The National Debt Mediation Association (NDBA) announced earlier this week that there has been a substantial increase in small businesses going under due to financial stress, and that many people are taking out personal Micro Loans to support their businesses.
According to Gerrie van Biljon, Executive Director at Business Partners Limited, saving can be a challenging task for SMEs, but may prove to be crucial in determining a company’s survival in the long run. “In light of the recent global financial crisis and European debt crisis, this year’s National Savings Month needs to play an important role in reminding business owners of the importance and long-term financial benefits of building a sufficient cash cushion.”
He advises that from inception, SMEs should create a culture of setting aside savings for financially stressful periods. “When spare capital becomes available business owners naturally tend to invest in productive assets rather than cash reserves. Although in normal conditions this would be a sound strategy, it is critical that SME decision-makers consider first building a cash cushion to provide for short-term liquidity needs that may arrive unexpectedly.”

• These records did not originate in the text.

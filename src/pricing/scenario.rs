//! Spot/volatility scenario grids of Black-Scholes-Merton prices.
//!
//! Rows are volatilities, columns are spots: `prices[i][j]` is the price at
//! `vols[i]` and `spots[j]`. With the `parallel` feature rows are priced on the
//! rayon pool.

#[cfg(feature = "parallel")]
use rayon::prelude::*;
use serde::{Deserialize, Serialize};

use crate::core::{OptionType, PricingError};
use crate::engines::analytic::bsm_price;

/// Vol-point width either side of the historical volatility.
pub const VOL_SHIFT_POINTS: f64 = 15.0;
/// Relative spot shift either side of the current spot.
pub const SPOT_SHIFT: f64 = 0.10;
/// Most points a single axis may hold.
pub const MAX_RANGE_POINTS: usize = 100_000;

/// Evenly stepped values from `min` to `max`, both inclusive when `max` lands on the step.
///
/// # Errors
/// `InvalidArgument` for non-finite bounds, `min > max`, a non-positive step, or a
/// step so small the range would exceed [`MAX_RANGE_POINTS`].
///
/// # Examples
/// ```
/// use optionrisk::pricing::scenario::inclusive_range;
///
/// assert_eq!(inclusive_range(1.0, 4.0, 1.0).unwrap(), vec![1.0, 2.0, 3.0, 4.0]);
/// assert_eq!(inclusive_range(1.0, 10.0, 4.0).unwrap(), vec![1.0, 5.0, 9.0]);
/// assert!(inclusive_range(5.0, 1.0, 1.0).is_err());
/// ```
pub fn inclusive_range(min: f64, max: f64, step: f64) -> Result<Vec<f64>, PricingError> {
    if !(min.is_finite() && max.is_finite() && step.is_finite()) {
        return Err(PricingError::InvalidArgument(
            "range bounds and step must be finite".to_string(),
        ));
    }
    if min > max {
        return Err(PricingError::InvalidArgument(format!(
            "range min {min} exceeds max {max}"
        )));
    }
    if step <= 0.0 {
        return Err(PricingError::InvalidArgument(
            "range step must be > 0".to_string(),
        ));
    }

    let intervals = ((max - min) / step + 1e-9).floor();
    if !(intervals < MAX_RANGE_POINTS as f64) {
        return Err(PricingError::InvalidArgument(format!(
            "range {min}..={max} with step {step} exceeds {MAX_RANGE_POINTS} points"
        )));
    }
    let count = intervals as usize + 1;
    Ok((0..count).map(|i| min + step * i as f64).collect())
}

/// Bounds and steps of a scenario grid. Volatilities are in percentage points.
#[derive(Debug, Clone, Copy, PartialEq, Serialize, Deserialize)]
pub struct ScenarioAxes {
    pub vol_min_pct: f64,
    pub vol_max_pct: f64,
    pub vol_step_pct: f64,
    pub spot_min: f64,
    pub spot_max: f64,
    pub spot_step: f64,
}

impl ScenarioAxes {
    /// Default axes around a spot and a decimal historical volatility.
    ///
    /// Vol runs from `round(100 sigma - 15)` to `round(100 sigma + 15)` clamped to
    /// `[1, 100]`; spot from `round(0.9 S)` (at least 1) to `round(1.1 S)`. Both step
    /// by 1. Rounding is half-to-even.
    pub fn around(spot: f64, hist_vol: f64) -> Self {
        let vol_pct = hist_vol * 100.0;
        Self {
            vol_min_pct: (vol_pct - VOL_SHIFT_POINTS).round_ties_even().max(1.0),
            vol_max_pct: (vol_pct + VOL_SHIFT_POINTS).round_ties_even().min(100.0),
            vol_step_pct: 1.0,
            spot_min: (spot * (1.0 - SPOT_SHIFT)).round_ties_even().max(1.0),
            spot_max: (spot * (1.0 + SPOT_SHIFT)).round_ties_even(),
            spot_step: 1.0,
        }
    }

    /// Decimal volatilities along the vol axis.
    pub fn vols(&self) -> Result<Vec<f64>, PricingError> {
        Ok(inclusive_range(self.vol_min_pct, self.vol_max_pct, self.vol_step_pct)?
            .into_iter()
            .map(|v| v / 100.0)
            .collect())
    }

    pub fn spots(&self) -> Result<Vec<f64>, PricingError> {
        inclusive_range(self.spot_min, self.spot_max, self.spot_step)
    }

    /// Prices the grid described by these axes.
    pub fn price_grid(
        &self,
        option_type: OptionType,
        strike: f64,
        rate: f64,
        dividend_yield: f64,
        expiry: f64,
    ) -> Result<ScenarioGrid, PricingError> {
        let spots = self.spots()?;
        let vols = self.vols()?;
        Ok(bsm_scenario_grid(
            option_type,
            strike,
            rate,
            dividend_yield,
            expiry,
            &spots,
            &vols,
        ))
    }
}

/// Price matrix indexed by `[vol][spot]`.
#[derive(Debug, Clone, PartialEq, Serialize, Deserialize)]
pub struct ScenarioGrid {
    pub vols: Vec<f64>,
    pub spots: Vec<f64>,
    pub prices: Vec<Vec<f64>>,
}

impl ScenarioGrid {
    pub fn price(&self, vol_index: usize, spot_index: usize) -> Option<f64> {
        self.prices.get(vol_index)?.get(spot_index).copied()
    }

    pub fn min_price(&self) -> Option<f64> {
        self.prices.iter().flatten().copied().reduce(f64::min)
    }

    pub fn max_price(&self) -> Option<f64> {
        self.prices.iter().flatten().copied().reduce(f64::max)
    }
}

/// Black-Scholes-Merton prices over every `(vol, spot)` pair.
#[allow(clippy::too_many_arguments)]
pub fn bsm_scenario_grid(
    option_type: OptionType,
    strike: f64,
    rate: f64,
    dividend_yield: f64,
    expiry: f64,
    spots: &[f64],
    vols: &[f64],
) -> ScenarioGrid {
    let row = |vol: f64| -> Vec<f64> {
        spots
            .iter()
            .map(|&s| bsm_price(option_type, s, strike, rate, dividend_yield, vol, expiry))
            .collect()
    };

    #[cfg(feature = "parallel")]
    let prices: Vec<Vec<f64>> = vols.par_iter().map(|&v| row(v)).collect();
    #[cfg(not(feature = "parallel"))]
    let prices: Vec<Vec<f64>> = vols.iter().map(|&v| row(v)).collect();

    tracing::debug!(
        rows = vols.len(),
        columns = spots.len(),
        "priced scenario grid"
    );

    ScenarioGrid {
        vols: vols.to_vec(),
        spots: spots.to_vec(),
        prices,
    }
}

Van Biljon believes that the economy can profit significantly from the stimulation of a savings culture amongst South African SMEs. “Finance Minister Pravin Gordhan recently highlighted South Africa’s poor savings rate as a key constraint to economic growth in the country. A recent study, conducted by academics from the University of the Free State, also attributed South Africa’s poor entrepreneurial activity to its low savings rate and dismal savings culture.”
Van Biljon says that one of the primary reasons companies fail is due to the lack of a sound financing structure, especially amongst highly leveraged businesses. “These businesses typically have fixed financial commitments, which places undue pressure on operations and make the business more vulnerable to volatile changes in market conditions. Financial pressures, such as this, may result in the focus of the company shifting to satisfying short-term financial obligations rather than focussing on long-term prosperity and growth.
“At the very least a ‘cash cushion’ should consist of two to three month’s net income. Thereafter, business owners need to start saving on a monthly basis in order to reach the short to long-term goals of their company.